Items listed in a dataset
※

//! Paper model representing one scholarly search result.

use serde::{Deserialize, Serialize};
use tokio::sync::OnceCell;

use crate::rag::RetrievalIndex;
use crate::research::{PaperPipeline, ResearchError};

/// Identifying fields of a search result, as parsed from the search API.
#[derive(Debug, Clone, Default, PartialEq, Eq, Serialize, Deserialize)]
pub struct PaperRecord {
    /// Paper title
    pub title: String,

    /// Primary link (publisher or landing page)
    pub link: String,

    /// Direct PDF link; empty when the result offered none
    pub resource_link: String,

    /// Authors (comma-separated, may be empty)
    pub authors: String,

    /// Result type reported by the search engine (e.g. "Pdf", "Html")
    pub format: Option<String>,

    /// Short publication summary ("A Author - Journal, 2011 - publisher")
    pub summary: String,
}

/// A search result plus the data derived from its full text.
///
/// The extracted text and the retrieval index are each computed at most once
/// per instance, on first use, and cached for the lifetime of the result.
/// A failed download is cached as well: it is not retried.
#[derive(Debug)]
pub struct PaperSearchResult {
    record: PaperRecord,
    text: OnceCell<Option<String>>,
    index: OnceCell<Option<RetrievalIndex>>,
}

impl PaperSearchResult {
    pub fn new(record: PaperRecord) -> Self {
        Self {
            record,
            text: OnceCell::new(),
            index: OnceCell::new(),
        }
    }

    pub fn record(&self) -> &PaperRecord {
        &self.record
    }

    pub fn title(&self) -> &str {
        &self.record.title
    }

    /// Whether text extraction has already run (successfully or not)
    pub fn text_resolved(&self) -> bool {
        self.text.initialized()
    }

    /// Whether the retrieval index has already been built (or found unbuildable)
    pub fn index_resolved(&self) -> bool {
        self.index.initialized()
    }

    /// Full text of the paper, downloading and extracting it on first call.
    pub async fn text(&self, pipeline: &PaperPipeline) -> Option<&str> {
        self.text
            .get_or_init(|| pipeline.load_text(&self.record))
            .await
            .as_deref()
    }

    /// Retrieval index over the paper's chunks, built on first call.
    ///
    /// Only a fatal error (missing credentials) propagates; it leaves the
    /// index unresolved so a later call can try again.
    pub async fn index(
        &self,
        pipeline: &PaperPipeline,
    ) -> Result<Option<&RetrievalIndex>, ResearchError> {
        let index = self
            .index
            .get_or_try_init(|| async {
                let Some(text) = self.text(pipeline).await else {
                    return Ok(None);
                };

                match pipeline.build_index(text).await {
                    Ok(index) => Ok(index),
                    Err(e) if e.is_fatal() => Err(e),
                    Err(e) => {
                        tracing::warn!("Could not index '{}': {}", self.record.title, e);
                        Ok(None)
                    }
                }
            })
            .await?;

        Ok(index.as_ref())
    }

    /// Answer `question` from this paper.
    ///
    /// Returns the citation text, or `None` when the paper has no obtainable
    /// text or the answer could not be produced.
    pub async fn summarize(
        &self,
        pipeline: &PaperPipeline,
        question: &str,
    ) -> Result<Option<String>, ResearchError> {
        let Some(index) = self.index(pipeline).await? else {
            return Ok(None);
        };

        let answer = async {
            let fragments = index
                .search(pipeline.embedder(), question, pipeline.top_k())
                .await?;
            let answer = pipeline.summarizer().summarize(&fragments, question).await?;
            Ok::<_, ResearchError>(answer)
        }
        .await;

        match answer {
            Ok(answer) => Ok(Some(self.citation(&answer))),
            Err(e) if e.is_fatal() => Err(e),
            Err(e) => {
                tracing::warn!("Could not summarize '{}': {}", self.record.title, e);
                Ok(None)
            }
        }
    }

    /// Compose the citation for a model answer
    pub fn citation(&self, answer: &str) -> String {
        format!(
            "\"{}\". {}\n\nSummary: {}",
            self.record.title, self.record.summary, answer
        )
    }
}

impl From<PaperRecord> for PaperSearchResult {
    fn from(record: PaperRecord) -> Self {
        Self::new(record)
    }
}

※

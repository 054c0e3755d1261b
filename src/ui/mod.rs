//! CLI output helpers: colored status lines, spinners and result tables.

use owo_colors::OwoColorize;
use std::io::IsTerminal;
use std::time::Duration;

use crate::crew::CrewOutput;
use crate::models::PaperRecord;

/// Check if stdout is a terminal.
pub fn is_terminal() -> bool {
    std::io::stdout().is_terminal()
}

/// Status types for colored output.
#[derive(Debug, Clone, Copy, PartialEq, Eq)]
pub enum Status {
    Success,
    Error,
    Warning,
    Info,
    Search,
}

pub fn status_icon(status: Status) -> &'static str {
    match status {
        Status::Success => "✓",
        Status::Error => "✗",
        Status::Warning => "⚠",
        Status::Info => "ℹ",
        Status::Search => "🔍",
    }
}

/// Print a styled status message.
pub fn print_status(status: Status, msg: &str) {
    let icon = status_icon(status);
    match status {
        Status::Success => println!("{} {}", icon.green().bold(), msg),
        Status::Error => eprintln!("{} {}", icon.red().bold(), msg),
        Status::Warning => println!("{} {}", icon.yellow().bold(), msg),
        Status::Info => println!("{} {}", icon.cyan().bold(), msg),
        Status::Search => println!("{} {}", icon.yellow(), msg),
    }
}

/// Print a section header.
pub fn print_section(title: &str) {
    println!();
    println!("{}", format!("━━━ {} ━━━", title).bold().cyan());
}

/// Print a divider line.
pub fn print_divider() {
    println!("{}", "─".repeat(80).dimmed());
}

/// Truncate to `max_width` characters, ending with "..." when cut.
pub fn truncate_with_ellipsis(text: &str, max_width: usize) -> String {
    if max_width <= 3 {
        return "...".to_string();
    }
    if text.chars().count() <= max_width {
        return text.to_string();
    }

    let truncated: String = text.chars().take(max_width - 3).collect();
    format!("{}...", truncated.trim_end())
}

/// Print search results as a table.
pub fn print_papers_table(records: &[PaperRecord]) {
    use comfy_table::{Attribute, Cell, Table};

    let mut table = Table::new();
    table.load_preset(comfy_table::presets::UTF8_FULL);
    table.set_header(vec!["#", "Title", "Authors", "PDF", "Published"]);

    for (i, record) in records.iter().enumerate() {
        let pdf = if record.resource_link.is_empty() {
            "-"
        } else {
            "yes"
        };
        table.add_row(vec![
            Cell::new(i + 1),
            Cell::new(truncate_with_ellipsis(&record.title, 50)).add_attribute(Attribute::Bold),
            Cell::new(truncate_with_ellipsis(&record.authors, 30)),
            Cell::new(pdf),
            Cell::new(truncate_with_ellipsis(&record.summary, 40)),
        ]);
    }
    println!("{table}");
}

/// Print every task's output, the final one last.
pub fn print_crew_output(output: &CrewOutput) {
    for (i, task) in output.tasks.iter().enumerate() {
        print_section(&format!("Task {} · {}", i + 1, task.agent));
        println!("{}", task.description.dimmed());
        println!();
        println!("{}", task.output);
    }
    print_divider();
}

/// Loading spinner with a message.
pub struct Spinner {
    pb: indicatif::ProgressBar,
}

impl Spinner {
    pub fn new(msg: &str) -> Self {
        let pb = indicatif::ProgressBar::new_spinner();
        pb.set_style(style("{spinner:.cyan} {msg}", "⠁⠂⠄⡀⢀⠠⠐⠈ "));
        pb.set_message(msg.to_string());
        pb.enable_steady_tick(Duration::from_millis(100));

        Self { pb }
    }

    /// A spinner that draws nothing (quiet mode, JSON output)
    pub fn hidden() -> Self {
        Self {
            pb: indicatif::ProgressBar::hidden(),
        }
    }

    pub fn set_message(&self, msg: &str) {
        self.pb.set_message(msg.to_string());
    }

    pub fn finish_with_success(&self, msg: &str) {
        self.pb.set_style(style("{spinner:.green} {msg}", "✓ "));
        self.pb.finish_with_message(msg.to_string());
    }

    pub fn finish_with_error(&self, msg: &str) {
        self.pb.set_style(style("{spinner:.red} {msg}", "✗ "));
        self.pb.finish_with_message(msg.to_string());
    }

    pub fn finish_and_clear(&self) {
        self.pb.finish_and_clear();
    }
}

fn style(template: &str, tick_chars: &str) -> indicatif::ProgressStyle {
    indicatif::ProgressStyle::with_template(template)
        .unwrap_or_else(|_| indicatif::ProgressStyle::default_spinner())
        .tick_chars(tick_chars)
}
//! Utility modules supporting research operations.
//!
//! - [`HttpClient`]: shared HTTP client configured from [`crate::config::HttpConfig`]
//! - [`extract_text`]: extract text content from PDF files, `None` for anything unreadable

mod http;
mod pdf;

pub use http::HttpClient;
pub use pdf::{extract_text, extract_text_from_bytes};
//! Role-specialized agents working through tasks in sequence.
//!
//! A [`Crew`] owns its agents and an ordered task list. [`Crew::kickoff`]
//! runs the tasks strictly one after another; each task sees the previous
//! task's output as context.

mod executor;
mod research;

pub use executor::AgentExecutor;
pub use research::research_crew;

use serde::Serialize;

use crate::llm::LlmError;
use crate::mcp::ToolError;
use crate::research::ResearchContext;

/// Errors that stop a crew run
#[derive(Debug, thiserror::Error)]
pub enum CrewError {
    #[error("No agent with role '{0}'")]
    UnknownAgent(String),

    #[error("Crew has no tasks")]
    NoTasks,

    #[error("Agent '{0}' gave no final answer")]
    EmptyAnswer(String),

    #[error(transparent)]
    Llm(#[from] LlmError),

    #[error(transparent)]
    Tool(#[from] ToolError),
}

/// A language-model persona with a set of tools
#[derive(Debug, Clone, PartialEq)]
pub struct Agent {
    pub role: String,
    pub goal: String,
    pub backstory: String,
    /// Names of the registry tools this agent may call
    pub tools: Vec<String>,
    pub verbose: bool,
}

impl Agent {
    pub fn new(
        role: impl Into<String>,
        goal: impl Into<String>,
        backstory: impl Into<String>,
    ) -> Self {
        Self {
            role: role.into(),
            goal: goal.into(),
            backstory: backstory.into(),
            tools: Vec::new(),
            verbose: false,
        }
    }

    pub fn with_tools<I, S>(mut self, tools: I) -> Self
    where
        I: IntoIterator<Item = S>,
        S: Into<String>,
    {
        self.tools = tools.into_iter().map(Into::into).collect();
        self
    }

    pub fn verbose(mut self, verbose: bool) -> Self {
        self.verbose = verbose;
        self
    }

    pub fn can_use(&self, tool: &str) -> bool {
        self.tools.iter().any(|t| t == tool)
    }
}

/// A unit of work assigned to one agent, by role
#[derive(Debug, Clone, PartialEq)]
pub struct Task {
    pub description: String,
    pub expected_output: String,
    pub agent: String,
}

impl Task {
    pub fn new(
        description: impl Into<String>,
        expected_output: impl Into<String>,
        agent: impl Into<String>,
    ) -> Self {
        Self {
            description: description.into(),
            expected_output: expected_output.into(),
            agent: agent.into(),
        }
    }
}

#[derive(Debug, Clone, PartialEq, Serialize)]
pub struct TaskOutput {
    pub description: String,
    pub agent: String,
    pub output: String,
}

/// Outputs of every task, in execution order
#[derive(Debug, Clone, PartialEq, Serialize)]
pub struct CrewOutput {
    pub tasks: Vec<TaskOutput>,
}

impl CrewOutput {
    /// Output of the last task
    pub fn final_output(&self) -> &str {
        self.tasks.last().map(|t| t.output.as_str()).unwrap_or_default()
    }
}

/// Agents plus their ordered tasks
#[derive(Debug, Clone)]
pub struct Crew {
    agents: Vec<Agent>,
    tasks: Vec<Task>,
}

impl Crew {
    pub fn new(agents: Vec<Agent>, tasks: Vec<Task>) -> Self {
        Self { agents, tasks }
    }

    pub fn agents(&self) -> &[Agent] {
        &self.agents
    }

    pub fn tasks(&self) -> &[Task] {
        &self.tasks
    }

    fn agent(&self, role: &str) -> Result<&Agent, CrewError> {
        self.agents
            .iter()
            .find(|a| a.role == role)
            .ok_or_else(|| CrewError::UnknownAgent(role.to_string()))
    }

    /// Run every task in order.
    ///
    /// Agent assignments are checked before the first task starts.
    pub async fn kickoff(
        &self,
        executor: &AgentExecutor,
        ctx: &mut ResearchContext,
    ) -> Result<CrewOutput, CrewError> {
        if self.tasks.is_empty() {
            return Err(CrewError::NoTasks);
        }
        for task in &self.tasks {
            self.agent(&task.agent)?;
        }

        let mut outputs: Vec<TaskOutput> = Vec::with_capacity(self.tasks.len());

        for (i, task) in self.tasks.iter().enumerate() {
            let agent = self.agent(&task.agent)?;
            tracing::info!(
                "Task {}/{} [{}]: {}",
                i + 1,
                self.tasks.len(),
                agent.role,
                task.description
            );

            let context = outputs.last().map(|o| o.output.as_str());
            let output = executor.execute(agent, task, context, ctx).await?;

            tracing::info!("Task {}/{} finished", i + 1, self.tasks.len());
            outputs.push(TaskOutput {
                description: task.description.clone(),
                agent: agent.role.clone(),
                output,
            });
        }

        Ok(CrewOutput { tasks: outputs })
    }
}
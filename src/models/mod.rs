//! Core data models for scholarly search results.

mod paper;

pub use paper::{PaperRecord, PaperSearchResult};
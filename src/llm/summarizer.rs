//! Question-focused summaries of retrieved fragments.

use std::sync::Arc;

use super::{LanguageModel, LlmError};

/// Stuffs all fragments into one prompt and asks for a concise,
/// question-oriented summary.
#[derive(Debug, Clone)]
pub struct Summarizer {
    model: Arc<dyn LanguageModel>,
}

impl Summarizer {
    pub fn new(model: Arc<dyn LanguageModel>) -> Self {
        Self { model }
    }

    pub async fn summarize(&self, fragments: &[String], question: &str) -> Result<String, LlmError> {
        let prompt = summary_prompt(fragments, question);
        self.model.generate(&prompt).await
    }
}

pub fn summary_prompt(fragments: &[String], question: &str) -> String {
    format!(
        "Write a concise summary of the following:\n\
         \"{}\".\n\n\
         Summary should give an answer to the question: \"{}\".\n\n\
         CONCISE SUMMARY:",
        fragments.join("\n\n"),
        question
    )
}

※

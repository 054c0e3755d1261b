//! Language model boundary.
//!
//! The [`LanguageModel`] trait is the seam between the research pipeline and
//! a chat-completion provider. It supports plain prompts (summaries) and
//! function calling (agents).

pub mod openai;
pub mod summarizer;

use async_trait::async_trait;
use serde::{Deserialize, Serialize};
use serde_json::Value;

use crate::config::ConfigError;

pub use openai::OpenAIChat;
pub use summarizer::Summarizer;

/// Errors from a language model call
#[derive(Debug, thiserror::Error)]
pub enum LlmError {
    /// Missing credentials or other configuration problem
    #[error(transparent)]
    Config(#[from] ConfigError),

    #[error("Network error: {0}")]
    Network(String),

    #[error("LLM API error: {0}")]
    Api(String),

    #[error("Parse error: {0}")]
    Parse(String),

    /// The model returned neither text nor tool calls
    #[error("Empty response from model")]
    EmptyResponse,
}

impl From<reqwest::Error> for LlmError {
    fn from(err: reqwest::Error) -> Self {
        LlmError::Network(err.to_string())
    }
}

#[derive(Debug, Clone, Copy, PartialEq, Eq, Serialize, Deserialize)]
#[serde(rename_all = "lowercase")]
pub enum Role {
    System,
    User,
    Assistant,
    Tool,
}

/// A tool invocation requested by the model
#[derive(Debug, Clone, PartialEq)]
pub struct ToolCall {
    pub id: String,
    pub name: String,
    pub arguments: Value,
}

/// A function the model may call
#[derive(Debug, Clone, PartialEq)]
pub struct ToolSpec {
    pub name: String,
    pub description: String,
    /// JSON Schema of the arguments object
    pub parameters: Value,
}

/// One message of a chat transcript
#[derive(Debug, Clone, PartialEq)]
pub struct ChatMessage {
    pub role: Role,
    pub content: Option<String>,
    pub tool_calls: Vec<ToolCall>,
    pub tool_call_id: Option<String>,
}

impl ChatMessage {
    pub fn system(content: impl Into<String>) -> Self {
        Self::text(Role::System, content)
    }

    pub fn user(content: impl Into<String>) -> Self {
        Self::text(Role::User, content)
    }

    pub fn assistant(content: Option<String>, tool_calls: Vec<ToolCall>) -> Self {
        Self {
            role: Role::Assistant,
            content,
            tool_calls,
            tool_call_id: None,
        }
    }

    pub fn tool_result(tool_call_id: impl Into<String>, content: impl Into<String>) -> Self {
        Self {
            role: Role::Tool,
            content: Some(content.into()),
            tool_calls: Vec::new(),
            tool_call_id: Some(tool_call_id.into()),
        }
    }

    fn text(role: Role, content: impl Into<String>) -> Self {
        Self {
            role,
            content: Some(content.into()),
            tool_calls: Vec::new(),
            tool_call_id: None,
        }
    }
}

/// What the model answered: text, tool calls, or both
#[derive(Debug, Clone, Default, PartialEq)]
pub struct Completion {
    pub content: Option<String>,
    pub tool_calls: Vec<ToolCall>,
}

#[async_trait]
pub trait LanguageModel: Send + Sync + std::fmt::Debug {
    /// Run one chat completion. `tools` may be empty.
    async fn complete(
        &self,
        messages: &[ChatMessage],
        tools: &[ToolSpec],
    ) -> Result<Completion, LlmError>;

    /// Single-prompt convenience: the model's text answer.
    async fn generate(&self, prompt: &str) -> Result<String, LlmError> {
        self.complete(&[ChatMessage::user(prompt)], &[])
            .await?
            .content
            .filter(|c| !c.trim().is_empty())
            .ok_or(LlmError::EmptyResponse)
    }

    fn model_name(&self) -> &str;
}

※

● **What to do**: All that is wanted is an exact copy of the lines above from the one with "scholarly search result." through the one with "the search API.", with both ends included.

● **Response for this exercise**:
//! Paper model representing one scholarly search result.

use serde::{Deserialize, Serialize};
use tokio::sync::OnceCell;

use crate::rag::RetrievalIndex;
use crate::research::{PaperPipeline, ResearchError};

/// Identifying fields of a search result, as parsed from the search API.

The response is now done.